(Exercise details): Hunt through the lines below for the string "unwrap" and copy each one that has it.

[Opening Material for this exercise section]

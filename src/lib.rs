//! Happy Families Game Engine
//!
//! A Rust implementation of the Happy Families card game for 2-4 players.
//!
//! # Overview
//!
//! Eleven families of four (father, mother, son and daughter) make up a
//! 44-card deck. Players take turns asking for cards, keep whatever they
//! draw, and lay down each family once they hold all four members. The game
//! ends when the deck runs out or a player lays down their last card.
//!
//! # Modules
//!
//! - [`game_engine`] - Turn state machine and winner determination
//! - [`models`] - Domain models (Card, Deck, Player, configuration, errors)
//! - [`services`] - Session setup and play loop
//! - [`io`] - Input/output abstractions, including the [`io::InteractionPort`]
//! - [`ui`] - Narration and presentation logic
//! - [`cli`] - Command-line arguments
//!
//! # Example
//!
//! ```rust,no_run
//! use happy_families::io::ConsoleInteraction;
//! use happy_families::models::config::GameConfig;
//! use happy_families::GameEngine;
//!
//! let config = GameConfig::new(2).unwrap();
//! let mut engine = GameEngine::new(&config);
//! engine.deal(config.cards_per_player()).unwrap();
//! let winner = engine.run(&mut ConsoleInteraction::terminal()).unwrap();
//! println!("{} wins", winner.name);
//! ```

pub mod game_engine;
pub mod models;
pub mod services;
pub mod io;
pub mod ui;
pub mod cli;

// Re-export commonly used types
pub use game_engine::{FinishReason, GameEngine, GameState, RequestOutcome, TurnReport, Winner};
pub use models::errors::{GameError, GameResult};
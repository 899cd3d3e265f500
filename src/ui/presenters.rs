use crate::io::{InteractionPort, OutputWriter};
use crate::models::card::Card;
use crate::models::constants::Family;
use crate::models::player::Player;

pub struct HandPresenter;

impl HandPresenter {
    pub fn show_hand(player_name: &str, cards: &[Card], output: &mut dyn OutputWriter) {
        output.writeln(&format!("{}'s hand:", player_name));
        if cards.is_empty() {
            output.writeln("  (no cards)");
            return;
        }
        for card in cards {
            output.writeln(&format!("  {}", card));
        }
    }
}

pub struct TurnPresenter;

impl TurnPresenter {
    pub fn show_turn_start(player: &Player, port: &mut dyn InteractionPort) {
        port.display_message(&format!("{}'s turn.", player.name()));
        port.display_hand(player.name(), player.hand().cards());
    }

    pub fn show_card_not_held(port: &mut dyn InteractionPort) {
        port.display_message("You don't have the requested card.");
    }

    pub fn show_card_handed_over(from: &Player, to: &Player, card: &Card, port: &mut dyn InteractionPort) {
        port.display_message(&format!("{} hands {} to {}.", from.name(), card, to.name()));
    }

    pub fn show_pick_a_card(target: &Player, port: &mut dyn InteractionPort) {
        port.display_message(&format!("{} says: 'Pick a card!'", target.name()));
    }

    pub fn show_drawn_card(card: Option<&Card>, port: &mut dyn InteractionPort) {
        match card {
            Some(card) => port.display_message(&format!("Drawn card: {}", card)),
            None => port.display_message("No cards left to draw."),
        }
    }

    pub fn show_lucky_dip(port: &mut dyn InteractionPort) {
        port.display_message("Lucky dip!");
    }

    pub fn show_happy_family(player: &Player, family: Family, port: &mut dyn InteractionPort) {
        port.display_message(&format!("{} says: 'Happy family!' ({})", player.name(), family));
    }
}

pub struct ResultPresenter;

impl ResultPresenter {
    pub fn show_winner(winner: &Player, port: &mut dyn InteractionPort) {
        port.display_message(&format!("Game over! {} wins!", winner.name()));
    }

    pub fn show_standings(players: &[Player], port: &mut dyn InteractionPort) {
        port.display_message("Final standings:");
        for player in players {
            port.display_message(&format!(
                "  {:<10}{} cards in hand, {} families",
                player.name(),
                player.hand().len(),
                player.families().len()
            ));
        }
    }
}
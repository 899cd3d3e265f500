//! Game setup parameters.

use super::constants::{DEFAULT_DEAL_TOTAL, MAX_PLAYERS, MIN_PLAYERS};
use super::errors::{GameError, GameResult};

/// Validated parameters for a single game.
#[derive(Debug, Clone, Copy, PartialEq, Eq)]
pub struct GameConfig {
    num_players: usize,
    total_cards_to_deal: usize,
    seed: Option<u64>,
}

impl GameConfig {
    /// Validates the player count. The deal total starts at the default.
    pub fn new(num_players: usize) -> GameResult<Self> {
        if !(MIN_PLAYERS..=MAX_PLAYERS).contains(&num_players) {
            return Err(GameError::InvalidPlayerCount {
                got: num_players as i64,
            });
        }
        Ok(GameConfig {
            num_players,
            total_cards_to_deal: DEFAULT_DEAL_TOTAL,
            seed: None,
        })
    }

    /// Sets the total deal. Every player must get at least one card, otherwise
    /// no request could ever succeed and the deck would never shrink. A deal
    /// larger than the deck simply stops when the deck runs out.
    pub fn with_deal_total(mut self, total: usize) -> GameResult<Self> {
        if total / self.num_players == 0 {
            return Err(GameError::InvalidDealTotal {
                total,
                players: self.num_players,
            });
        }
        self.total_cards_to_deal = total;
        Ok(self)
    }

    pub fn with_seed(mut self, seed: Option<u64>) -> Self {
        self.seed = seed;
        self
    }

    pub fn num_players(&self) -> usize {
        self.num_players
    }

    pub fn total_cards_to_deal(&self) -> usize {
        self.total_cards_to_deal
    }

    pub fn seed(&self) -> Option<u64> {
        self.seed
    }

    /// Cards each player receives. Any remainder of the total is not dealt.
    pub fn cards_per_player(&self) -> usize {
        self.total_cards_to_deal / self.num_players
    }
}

[Closing Material for this exercise section]

(Solution to this exercise):
//! let config = GameConfig::new(2).unwrap();
//! engine.deal(config.cards_per_player()).unwrap();
//! let winner = engine.run(&mut ConsoleInteraction::terminal()).unwrap();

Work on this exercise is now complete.